TASK DIRECTIONS: Under no circumstances alter the records; copy each one exactly.

━━ DATA ━━

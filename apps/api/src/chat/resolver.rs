//! Deterministic conversation identity.
//!
//! The conversation id is a pure function of (recruiter, candidate, posting),
//! so creation is an upsert on that key and concurrent callers converge on
//! the same row without any lookup-then-insert window.

use chrono::Utc;
use tracing::{debug, info};
use uuid::Uuid;

use crate::errors::AppError;
use crate::models::chat::Conversation;
use crate::store::ChatStore;

/// Builds the conversation key. Each component keeps `[A-Za-z0-9-]` and
/// escapes every other byte as `_XX` (upper-case hex), so `.` never appears
/// inside a component and distinct triples never share a key.
pub fn conversation_key(recruiter_id: &str, candidate_id: &str, posting_id: Uuid) -> String {
    format!(
        "{}.{}.{}",
        sanitize_component(recruiter_id),
        sanitize_component(candidate_id),
        posting_id
    )
}

fn sanitize_component(raw: &str) -> String {
    let mut out = String::with_capacity(raw.len());
    for byte in raw.bytes() {
        if byte.is_ascii_alphanumeric() || byte == b'-' {
            out.push(byte as char);
        } else {
            out.push_str(&format!("_{byte:02X}"));
        }
    }
    out
}

/// Returns the conversation for the triple, creating it on first contact.
/// Safe to call any number of times, from any number of tasks.
pub async fn resolve_or_create(
    store: &dyn ChatStore,
    recruiter_id: &str,
    candidate_id: &str,
    posting_id: Uuid,
) -> Result<Conversation, AppError> {
    if recruiter_id.trim().is_empty() || candidate_id.trim().is_empty() {
        return Err(AppError::Validation(
            "recruiter_id and candidate_id cannot be empty".to_string(),
        ));
    }
    if recruiter_id == candidate_id {
        return Err(AppError::Validation(
            "a conversation needs two distinct parties".to_string(),
        ));
    }

    let fresh = Conversation {
        id: conversation_key(recruiter_id, candidate_id, posting_id),
        recruiter_id: recruiter_id.to_string(),
        candidate_id: candidate_id.to_string(),
        posting_id,
        last_message: String::new(),
        updated_at: Utc::now(),
    };

    let (conversation, created) = store.insert_conversation_if_absent(&fresh).await?;
    if created {
        info!(
            "Created conversation {} (recruiter {recruiter_id}, candidate {candidate_id}, posting {posting_id})",
            conversation.id
        );
    } else {
        debug!("Resolved existing conversation {}", conversation.id);
    }
    Ok(conversation)
}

━━━

EXERCISE ANSWER:
filename apps/api/src/chat/resolver.rs
//! Deterministic conversation identity.
//!
//! The conversation id is a pure function of (recruiter, candidate, posting),
//! so creation is an upsert on that key and concurrent callers converge on
//! the same row without any lookup-then-insert window.

use chrono::Utc;
use tracing::{debug, info};
use uuid::Uuid;

use crate::errors::AppError;
use crate::models::chat::Conversation;
use crate::store::ChatStore;

/// Builds the conversation key. Each component keeps `[A-Za-z0-9-]` and
/// escapes every other byte as `_XX` (upper-case hex), so `.` never appears
/// inside a component and distinct triples never share a key.
pub fn conversation_key(recruiter_id: &str, candidate_id: &str, posting_id: Uuid) -> String {
    format!(
        "{}.{}.{}",
        sanitize_component(recruiter_id),
        sanitize_component(candidate_id),
        posting_id
    )
}

fn sanitize_component(raw: &str) -> String {
    let mut out = String::with_capacity(raw.len());
    for byte in raw.bytes() {
        if byte.is_ascii_alphanumeric() || byte == b'-' {
            out.push(byte as char);
        } else {
            out.push_str(&format!("_{byte:02X}"));
        }
    }
    out
}

/// Returns the conversation for the triple, creating it on first contact.
/// Safe to call any number of times, from any number of tasks.
pub async fn resolve_or_create(
    store: &dyn ChatStore,
    recruiter_id: &str,
    candidate_id: &str,
    posting_id: Uuid,
) -> Result<Conversation, AppError> {
    if recruiter_id.trim().is_empty() || candidate_id.trim().is_empty() {
        return Err(AppError::Validation(
            "recruiter_id and candidate_id cannot be empty".to_string(),
        ));
    }
    if recruiter_id == candidate_id {
        return Err(AppError::Validation(
            "a conversation needs two distinct parties".to_string(),
        ));
    }

    let fresh = Conversation {
        id: conversation_key(recruiter_id, candidate_id, posting_id),
        recruiter_id: recruiter_id.to_string(),
        candidate_id: candidate_id.to_string(),
        posting_id,
        last_message: String::new(),
        updated_at: Utc::now(),
    };

    let (conversation, created) = store.insert_conversation_if_absent(&fresh).await?;
    if created {
        info!(
            "Created conversation {} (recruiter {recruiter_id}, candidate {candidate_id}, posting {posting_id})",
            conversation.id
        );
    } else {
        debug!("Resolved existing conversation {}", conversation.id);
    }
    Ok(conversation)
}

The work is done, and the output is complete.